[What is being asked]
Below are records; count the lines in them that hold "through" and give only the count.

....

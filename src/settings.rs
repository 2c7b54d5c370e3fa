// Site settings store
//
// Key/value settings managed from the back office (WhatsApp number,
// delivery fee policy). Reads go through a time-based cache so checkout
// does not hit the settings table on every order.

use axum::{extract::State, Json};
use chrono::{DateTime, Utc};
use rust_decimal::Decimal;
use serde::{Deserialize, Serialize};
use sqlx::{FromRow, PgPool};
use std::collections::HashMap;
use std::sync::Arc;
use std::time::{Duration, Instant};
use tokio::sync::RwLock;
use validator::Validate;

use crate::auth::AdminUser;
use crate::error::ApiError;

/// Time-to-live for cached settings (60 seconds)
const CACHE_TTL: Duration = Duration::from_secs(60);

/// One settings row
#[derive(Debug, Clone, Serialize, Deserialize, FromRow)]
pub struct SiteSetting {
    pub key: String,
    pub value: String,
    pub updated_at: DateTime<Utc>,
}

/// Request DTO for upserting a setting
#[derive(Debug, Deserialize, Validate)]
pub struct UpsertSetting {
    #[validate(length(min = 1, message = "Key must not be empty"))]
    pub key: String,
    pub value: String,
}

/// Delivery fee policy derived from settings
///
/// With no threshold configured the flat fee always applies to
/// zone-less delivery orders; with one configured, orders at or above
/// it ship free.
#[derive(Debug, Clone)]
pub struct CheckoutConfig {
    pub free_delivery_threshold: Option<Decimal>,
    pub flat_delivery_fee: Decimal,
}

/// Parse the delivery fee policy out of a raw settings map
///
/// Blank or unparsable values fall back to no threshold / zero fee.
pub fn parse_checkout_config(settings: &HashMap<String, String>) -> CheckoutConfig {
    let free_delivery_threshold = settings
        .get("free_delivery_threshold")
        .map(|v| v.trim())
        .filter(|v| !v.is_empty())
        .and_then(|v| v.parse::<Decimal>().ok());

    let flat_delivery_fee = settings
        .get("delivery_flat_fee")
        .and_then(|v| v.trim().parse::<Decimal>().ok())
        .unwrap_or(Decimal::ZERO);

    CheckoutConfig {
        free_delivery_threshold,
        flat_delivery_fee,
    }
}

/// Cached read-through store over the site_settings table
#[derive(Clone)]
pub struct SettingsStore {
    pool: PgPool,
    cache: Arc<RwLock<Option<(HashMap<String, String>, Instant)>>>,
}

impl SettingsStore {
    /// Create a new SettingsStore
    pub fn new(pool: PgPool) -> Self {
        Self {
            pool,
            cache: Arc::new(RwLock::new(None)),
        }
    }

    /// All settings as a key/value map, served from cache while fresh
    pub async fn all(&self) -> Result<HashMap<String, String>, sqlx::Error> {
        {
            let cache = self.cache.read().await;
            if let Some((settings, loaded_at)) = cache.as_ref() {
                if loaded_at.elapsed() <= CACHE_TTL {
                    return Ok(settings.clone());
                }
            }
        }

        let rows = sqlx::query_as::<_, SiteSetting>("SELECT * FROM site_settings")
            .fetch_all(&self.pool)
            .await?;

        let settings: HashMap<String, String> =
            rows.into_iter().map(|row| (row.key, row.value)).collect();

        let mut cache = self.cache.write().await;
        *cache = Some((settings.clone(), Instant::now()));

        Ok(settings)
    }

    /// One setting value, if present
    pub async fn get(&self, key: &str) -> Result<Option<String>, sqlx::Error> {
        Ok(self.all().await?.get(key).cloned())
    }

    /// The delivery fee policy for checkout
    pub async fn checkout_config(&self) -> Result<CheckoutConfig, sqlx::Error> {
        Ok(parse_checkout_config(&self.all().await?))
    }

    /// The configured WhatsApp number for order hand-off
    pub async fn whatsapp_number(&self) -> Result<Option<String>, sqlx::Error> {
        self.get("whatsapp_number").await
    }

    /// Insert or replace a setting and drop the cache
    pub async fn upsert(&self, key: &str, value: &str) -> Result<SiteSetting, sqlx::Error> {
        let setting = sqlx::query_as::<_, SiteSetting>(
            r#"
            INSERT INTO site_settings (key, value)
            VALUES ($1, $2)
            ON CONFLICT (key)
            DO UPDATE SET value = EXCLUDED.value, updated_at = NOW()
            RETURNING *
            "#,
        )
        .bind(key)
        .bind(value)
        .fetch_one(&self.pool)
        .await?;

        let mut cache = self.cache.write().await;
        *cache = None;

        Ok(setting)
    }
}

/// Handler for GET /api/settings
/// Public key/value settings map for the storefront
pub async fn get_settings_handler(
    State(state): State<crate::AppState>,
) -> Result<Json<HashMap<String, String>>, ApiError> {
    let settings = state.settings.all().await?;
    Ok(Json(settings))
}

/// Handler for PUT /api/admin/settings
pub async fn upsert_setting_handler(
    State(state): State<crate::AppState>,
    _admin: AdminUser,
    Json(payload): Json<UpsertSetting>,
) -> Result<Json<SiteSetting>, ApiError> {
    payload.validate()?;

    let setting = state.settings.upsert(&payload.key, &payload.value).await?;
    tracing::info!("Updated site setting '{}'", setting.key);
    Ok(Json(setting))
}

#[cfg(test)]
mod tests {
    use super::*;
    use rust_decimal_macros::dec;

    fn map(entries: &[(&str, &str)]) -> HashMap<String, String> {
        entries
            .iter()
            .map(|(k, v)| (k.to_string(), v.to_string()))
            .collect()
    }

    #[test]
    fn test_parse_checkout_config_full() {
        let config = parse_checkout_config(&map(&[
            ("free_delivery_threshold", "80.00"),
            ("delivery_flat_fee", "8.00"),
        ]));

        assert_eq!(config.free_delivery_threshold, Some(dec!(80.00)));
        assert_eq!(config.flat_delivery_fee, dec!(8.00));
    }

    #[test]
    fn test_parse_checkout_config_blank_threshold_means_none() {
        let config = parse_checkout_config(&map(&[
            ("free_delivery_threshold", ""),
            ("delivery_flat_fee", "8.00"),
        ]));

        assert!(config.free_delivery_threshold.is_none());
    }

    #[test]
    fn test_parse_checkout_config_missing_keys_fall_back() {
        let config = parse_checkout_config(&map(&[]));

        assert!(config.free_delivery_threshold.is_none());
        assert_eq!(config.flat_delivery_fee, Decimal::ZERO);
    }

    #[test]
    fn test_parse_checkout_config_garbage_is_ignored() {
        let config = parse_checkout_config(&map(&[
            ("free_delivery_threshold", "not-a-number"),
            ("delivery_flat_fee", "also-bad"),
        ]));

        assert!(config.free_delivery_threshold.is_none());
        assert_eq!(config.flat_delivery_fee, Decimal::ZERO);
    }
}
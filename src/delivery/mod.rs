pub mod error;
pub mod handlers;
pub mod models;
pub mod repository;
pub mod resolver;

pub use error::*;
pub use handlers::*;
pub use models::*;
pub use repository::*;
pub use resolver::*;
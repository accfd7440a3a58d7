//! Fixed joint: no relative motion at all.

use glam::{Mat3, Quat, Vec3};

use super::{ConstraintBase, ConstraintSolverData, PositionCorrection};
use crate::physics::math::{inverse_or_zero, Transform};
use crate::physics::rigid_body::BodyId;

#[derive(Debug, Clone)]
pub struct FixedJoint {
    pub(crate) base: ConstraintBase,
    local_anchor1: Vec3,
    local_anchor2: Vec3,
    init_orientation_difference_inv: Quat,

    r1: Vec3,
    r2: Vec3,
    inverse_mass_matrix_translation: Mat3,
    inverse_mass_matrix_rotation: Mat3,
    bias_translation: Vec3,
    bias_rotation: Vec3,

    impulse_translation: Vec3,
    impulse_rotation: Vec3,
}

impl FixedJoint {
    pub(crate) fn new(
        body1: BodyId,
        body2: BodyId,
        transform1: &Transform,
        transform2: &Transform,
        anchor: Vec3,
        position_correction: PositionCorrection,
    ) -> Self {
        let q1 = transform1.orientation;
        let q2 = transform2.orientation;
        Self {
            base: ConstraintBase::new(body1, body2, position_correction),
            local_anchor1: transform1.inverse_transform_point(anchor),
            local_anchor2: transform2.inverse_transform_point(anchor),
            init_orientation_difference_inv: (q2 * q1.inverse()).normalize().inverse(),
            r1: Vec3::ZERO,
            r2: Vec3::ZERO,
            inverse_mass_matrix_translation: Mat3::ZERO,
            inverse_mass_matrix_rotation: Mat3::ZERO,
            bias_translation: Vec3::ZERO,
            bias_rotation: Vec3::ZERO,
            impulse_translation: Vec3::ZERO,
            impulse_rotation: Vec3::ZERO,
        }
    }

    fn rotation_error(&self, q1: Quat, q2: Quat) -> Vec3 {
        let mut q_error = q2 * self.init_orientation_difference_inv * q1.inverse();
        if q_error.w < 0.0 {
            q_error = -q_error;
        }
        Vec3::new(q_error.x, q_error.y, q_error.z) * 2.0
    }

    pub(crate) fn init_before_solve(&mut self, data: &ConstraintSolverData) -> bool {
        if !self.base.resolve(data) {
            return false;
        }
        let slots = self.base.slots;
        let x1 = data.positions[slots.index1];
        let x2 = data.positions[slots.index2];
        let q1 = data.orientations[slots.index1];
        let q2 = data.orientations[slots.index2];

        self.r1 = q1 * self.local_anchor1;
        self.r2 = q2 * self.local_anchor2;

        self.inverse_mass_matrix_translation =
            inverse_or_zero(slots.point_mass_matrix(self.r1, self.r2));
        self.inverse_mass_matrix_rotation = inverse_or_zero(slots.i1 + slots.i2);

        let bias_factor = self.base.bias_factor(data);
        self.bias_translation = (x2 + self.r2 - x1 - self.r1) * bias_factor;
        self.bias_rotation = self.rotation_error(q1, q2) * bias_factor;

        if !data.is_warm_starting_active {
            self.impulse_translation = Vec3::ZERO;
            self.impulse_rotation = Vec3::ZERO;
        }
        true
    }

    pub(crate) fn warmstart(&mut self, data: &mut ConstraintSolverData) {
        let t = self.impulse_translation;
        let r = self.impulse_rotation;
        self.base.slots.apply_velocity_impulse(
            data,
            -t,
            t.cross(self.r1) - r,
            t,
            -t.cross(self.r2) + r,
        );
    }

    pub(crate) fn solve_velocity_constraint(&mut self, data: &mut ConstraintSolverData) {
        let slots = self.base.slots;
        let (i1, i2) = (slots.index1, slots.index2);

        let jv = data.linear_velocities[i2] + data.angular_velocities[i2].cross(self.r2)
            - data.linear_velocities[i1]
            - data.angular_velocities[i1].cross(self.r1);
        let delta = self.inverse_mass_matrix_translation * (-jv - self.bias_translation);
        self.impulse_translation += delta;
        slots.apply_velocity_impulse(
            data,
            -delta,
            delta.cross(self.r1),
            delta,
            -delta.cross(self.r2),
        );

        let jv = data.angular_velocities[i2] - data.angular_velocities[i1];
        let delta = self.inverse_mass_matrix_rotation * (-jv - self.bias_rotation);
        self.impulse_rotation += delta;
        slots.apply_velocity_impulse(data, Vec3::ZERO, -delta, Vec3::ZERO, delta);
    }

    pub(crate) fn solve_position_constraint(&mut self, data: &mut ConstraintSolverData) {
        self.base.slots.refresh_inertia(data);
        let slots = self.base.slots;
        let x1 = data.positions[slots.index1];
        let x2 = data.positions[slots.index2];
        let q1 = data.orientations[slots.index1];
        let q2 = data.orientations[slots.index2];

        self.r1 = q1 * self.local_anchor1;
        self.r2 = q2 * self.local_anchor2;

        let inverse_mass = inverse_or_zero(slots.point_mass_matrix(self.r1, self.r2));
        let error = x2 + self.r2 - x1 - self.r1;
        let lambda = inverse_mass * -error;
        slots.apply_position_impulse(
            data,
            -lambda,
            lambda.cross(self.r1),
            lambda,
            -lambda.cross(self.r2),
        );

        // Orientations moved: reload before the rotation rows.
        let q1 = data.orientations[slots.index1];
        let q2 = data.orientations[slots.index2];
        let inverse_rotation = inverse_or_zero(slots.i1 + slots.i2);
        let lambda = inverse_rotation * -self.rotation_error(q1, q2);
        slots.apply_position_impulse(data, Vec3::ZERO, -lambda, Vec3::ZERO, lambda);
    }
}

....

[Response to the exercise]
2